(Stored entries)
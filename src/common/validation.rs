// src/common/validation.rs
// Validações customizadas para campos decimais (usadas com #[validate(custom(...))])

use rust_decimal::Decimal;
use validator::ValidationError;

// Escalas das colunas NUMERIC(12,2)/(15,2) e NUMERIC(12,3)
pub const MONEY_SCALE: u32 = 2;
pub const QUANTITY_SCALE: u32 = 3;

/// Casas decimais significativas além do que a coluna guarda.
pub fn exceeds_scale(val: &Decimal, scale: u32) -> bool {
    val.normalize().scale() > scale
}

fn scale_error(message: &'static str, scale: u32) -> ValidationError {
    let mut err = ValidationError::new("scale");
    err.add_param("max".into(), &scale);
    err.message = Some(message.into());
    err
}

pub fn validate_not_negative(val: &Decimal) -> Result<(), ValidationError> {
    if val.is_sign_negative() && !val.is_zero() {
        let mut err = ValidationError::new("range");
        err.add_param("min".into(), &0.0);
        err.message = Some("must_not_be_negative".into());
        return Err(err);
    }
    Ok(())
}

pub fn validate_positive(val: &Decimal) -> Result<(), ValidationError> {
    if *val <= Decimal::ZERO {
        let mut err = ValidationError::new("range");
        err.message = Some("must_be_positive".into());
        return Err(err);
    }
    Ok(())
}

pub fn validate_percentage(val: &Decimal) -> Result<(), ValidationError> {
    if *val < Decimal::ZERO || *val > Decimal::ONE_HUNDRED {
        let mut err = ValidationError::new("range");
        err.message = Some("invalid_percentage".into());
        return Err(err);
    }
    Ok(())
}

/// Valor monetário positivo com no máximo 2 casas.
pub fn validate_money_amount(val: &Decimal) -> Result<(), ValidationError> {
    validate_positive(val)?;
    if exceeds_scale(val, MONEY_SCALE) {
        return Err(scale_error("too_many_money_decimals", MONEY_SCALE));
    }
    Ok(())
}

/// Valor monetário não negativo com no máximo 2 casas.
pub fn validate_money(val: &Decimal) -> Result<(), ValidationError> {
    validate_not_negative(val)?;
    if exceeds_scale(val, MONEY_SCALE) {
        return Err(scale_error("too_many_money_decimals", MONEY_SCALE));
    }
    Ok(())
}

/// Quantidade positiva com no máximo 3 casas.
pub fn validate_quantity(val: &Decimal) -> Result<(), ValidationError> {
    validate_positive(val)?;
    if exceeds_scale(val, QUANTITY_SCALE) {
        return Err(scale_error("too_many_quantity_decimals", QUANTITY_SCALE));
    }
    Ok(())
}

// Saldo alvo de um ajuste: zero é permitido
pub fn validate_stock_level(val: &Decimal) -> Result<(), ValidationError> {
    validate_not_negative(val)?;
    if exceeds_scale(val, QUANTITY_SCALE) {
        return Err(scale_error("too_many_quantity_decimals", QUANTITY_SCALE));
    }
    Ok(())
}

#[cfg(test)]
mod tests {
    use super::*;
    use rust_decimal_macros::dec;

    #[test]
    fn zero_is_not_negative_but_not_positive() {
        assert!(validate_not_negative(&dec!(0)).is_ok());
        assert!(validate_positive(&dec!(0)).is_err());
        assert!(validate_not_negative(&dec!(-0.01)).is_err());
        assert!(validate_positive(&dec!(0.001)).is_ok());
    }

    #[test]
    fn percentage_bounds_are_inclusive() {
        assert!(validate_percentage(&dec!(0)).is_ok());
        assert!(validate_percentage(&dec!(100)).is_ok());
        assert!(validate_percentage(&dec!(100.01)).is_err());
        assert!(validate_percentage(&dec!(-1)).is_err());
    }

    #[test]
    fn sub_cent_amounts_are_rejected() {
        assert!(validate_money_amount(&dec!(10.00)).is_ok());
        assert!(validate_money_amount(&dec!(10.50000)).is_ok());
        let err = validate_money_amount(&dec!(10.005)).unwrap_err();
        assert_eq!(err.code, "scale");
        assert!(validate_money_amount(&dec!(0.004)).is_err());
        assert!(validate_money(&dec!(0)).is_ok());
        assert!(validate_money(&dec!(99.999)).is_err());
    }

    #[test]
    fn sub_milli_quantities_are_rejected() {
        assert!(validate_quantity(&dec!(1.250)).is_ok());
        assert!(validate_quantity(&dec!(0.0004)).is_err());
        assert!(validate_quantity(&dec!(2.0005)).is_err());
        assert!(validate_stock_level(&dec!(0)).is_ok());
        assert!(validate_stock_level(&dec!(3.1415)).is_err());
    }
}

# Problem details
Nothing but the lines from the one containing "assert!(validate_quantity(&dec!(0.0004)).is_err());" through the final line of the data above is to be reproduced, each exactly as written.

# Finished task
        assert!(validate_quantity(&dec!(0.0004)).is_err());
        assert!(validate_quantity(&dec!(2.0005)).is_err());
        assert!(validate_stock_level(&dec!(0)).is_ok());
        assert!(validate_stock_level(&dec!(3.1415)).is_err());
    }
}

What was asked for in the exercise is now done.